Prólogo

183 días de sodomía

Prólogo

Yoongi ; Agust ; Suga ; Yoonie ; Min y Yoonji eran sextillizos. Todos chicos, unos más especiales que otros, todos con gustos particulares, todos compartiendo un mismo deseo: compartir al más hermoso chico sobre la faz de la tierra.

Están perfectamente conscientes que lo que hacen es completamente ilegal, pero bueno, cuando se trata de placer no hay límite alguno para ellos. El fin no justifica los medios.

Con terribles secretos escondiéndose detrás de sus lindas sonrisas y correcta postura, no tienen problemas para cubrir todas las asquerosidades que han hecho en esta vida mereciendo el más puro y ardiente infierno.

Park Jimin es el cordero entre lobos. El pequeño chico que tendrá un amante distinto cada día, un sextillizo por cada día de la semana a excepción del último en el que podrá descansar. Terrible, ¿cierto? Podría serlo si el hermoso niño no fuese un obsesivo total con la sodomía, restregándose y enloqueciendo divinamente con su nuevo trabajo.

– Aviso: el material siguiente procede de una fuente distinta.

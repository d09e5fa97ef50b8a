//! Docker/Podman engine backend.
//!
//! Talks to the daemon through bollard. Compiled with the `docker` feature
//! (on by default) and registered with the loader under the name `docker`.
//!
//! ## Components
//!
//! - [`ContainerClient`]: daemon connection with Podman fallback and
//!   container queries
//! - [`ContainerConfig`]: fluent container configuration
//! - [`ExecConfig`]: commands executed in running containers
//! - [`NetworkManager`]: project networks
//! - [`DockerEngine`]: the [`Engine`](crate::engine::Engine) implementation

mod client;
mod config;
mod engine;
mod executor;
mod image;
mod interactive;
mod network;

pub use client::{ContainerClient, ContainerState};
pub use config::{ContainerConfig, ContainerConfigBuilder};
pub use engine::DockerEngine;
pub use executor::{ExecConfig, ExecConfigBuilder, ExecOutput, execute};
pub use image::{PullOutcome, ensure_image, pull, pull_all, split_reference};
pub use network::NetworkManager;
//! Contract conformance tests against the in-memory engine backend.
//!
//! Everything here holds for every backend; the memory engine only adds the
//! hooks needed to observe it (reachability, container snapshots, failure
//! injection).

use devstack::engine::memory::MemoryEngine;
use devstack::project::{Command, Logging, Role, Service};
use devstack::{
    Engine, EngineConfig, EngineError, EnginePaths, Project, StartStopResultStep, StepStatus,
};
use futures::StreamExt;
use std::fs;
use std::sync::Mutex;
use tempfile::TempDir;

fn names(list: &[&str]) -> Vec<String> {
    list.iter().map(|s| s.to_string()).collect()
}

fn shop(root: &std::path::Path) -> Project {
    Project::new("shop", root)
        .with_service(
            "web",
            Service::new("nginx:alpine")
                .with_role(Role::Src)
                .with_role(Role::Main)
                .with_port(80)
                .with_env("APP_ENV", "dev"),
        )
        .with_service("db", Service::new("mysql:8").with_role(Role::Db))
        .with_command("npm", Command::new("node:20", "npm"))
        .with_command("console", Command::in_service(Role::Main, "php bin/console"))
}

async fn start(
    engine: &MemoryEngine,
    project: &Project,
    services: &[&str],
) -> Vec<StartStopResultStep> {
    engine
        .start_project(project, &names(services), false)
        .unwrap()
        .terminal_results()
        .await
}

async fn stop(
    engine: &MemoryEngine,
    project: &Project,
    services: &[&str],
) -> Vec<StartStopResultStep> {
    engine
        .stop_project(project, &names(services))
        .unwrap()
        .terminal_results()
        .await
}

#[tokio::test]
async fn test_one_terminal_result_per_target() {
    let tmp = TempDir::new().unwrap();
    let engine = MemoryEngine::new();
    let project = shop(tmp.path());

    let mut queue = engine.start_project(&project, &names(&["web", "db"]), false).unwrap();
    let mut terminal = Vec::new();
    let mut progress_after_terminal = false;
    while let Some(step) = queue.next().await {
        if step.status == StepStatus::Progress && terminal.contains(&step.target) {
            progress_after_terminal = true;
        }
        if step.status != StepStatus::Progress {
            terminal.push(step.target.clone());
        }
    }
    terminal.sort();
    assert_eq!(terminal, names(&["db", "web"]));
    assert!(!progress_after_terminal);
    assert!(queue.next().await.is_none());
}

#[tokio::test]
async fn test_start_and_stop_are_idempotent() {
    let tmp = TempDir::new().unwrap();
    let engine = MemoryEngine::new();
    let project = shop(tmp.path());

    assert!(start(&engine, &project, &["web"]).await.iter().all(|s| s.is_success()));
    let again = start(&engine, &project, &["web"]).await;
    assert!(again[0].is_success());
    assert_eq!(again[0].message.as_deref(), Some("already running"));
    assert_eq!(engine.container(&project, "web").unwrap().start_count, 1);

    assert!(stop(&engine, &project, &["web"]).await[0].is_success());
    let again = stop(&engine, &project, &["web"]).await;
    assert!(again[0].is_success());
    assert_eq!(again[0].message.as_deref(), Some("not running"));

    // never started
    assert!(stop(&engine, &project, &["db"]).await[0].is_success());
}

#[tokio::test]
async fn test_concurrent_starts_of_one_service() {
    let tmp = TempDir::new().unwrap();
    let engine = MemoryEngine::new();
    let project = shop(tmp.path());

    let (a, b) = tokio::join!(
        start(&engine, &project, &["web"]),
        start(&engine, &project, &["web"])
    );
    assert!(a[0].is_success() && b[0].is_success());
    assert_eq!(engine.container(&project, "web").unwrap().start_count, 1);
    assert!(engine.service_status(&project, "web", &Default::default()).await.unwrap());
}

Pero cuando no hay límites ni control alguno, ¿qué se puede esperar entonces? ¿La muerte? El fino muro entre lo sano y lo descontrolado se derrumba con un suave empujón con el índice. El verdadero infierno comienza, el circo de las perversiones sexuales más descontroladas, bizarras y sin duda peligrosas jamás vistas.

¿Se atreve mi humilde lector a sumergirse en esta lectura tan peligrosa?

La tinta de la pluma no tendrá piedad al estrellarse en las frágiles hojas y contar con detalle lascivo cada día, cada perversión, cada orgía, cada descontrol, cada muerte, cada tragedia o detalle el cual le hará ver que, el ser humano, cuando su instinto animal es quien lo conduce, no hay poder humano que logre detener la furia del placer.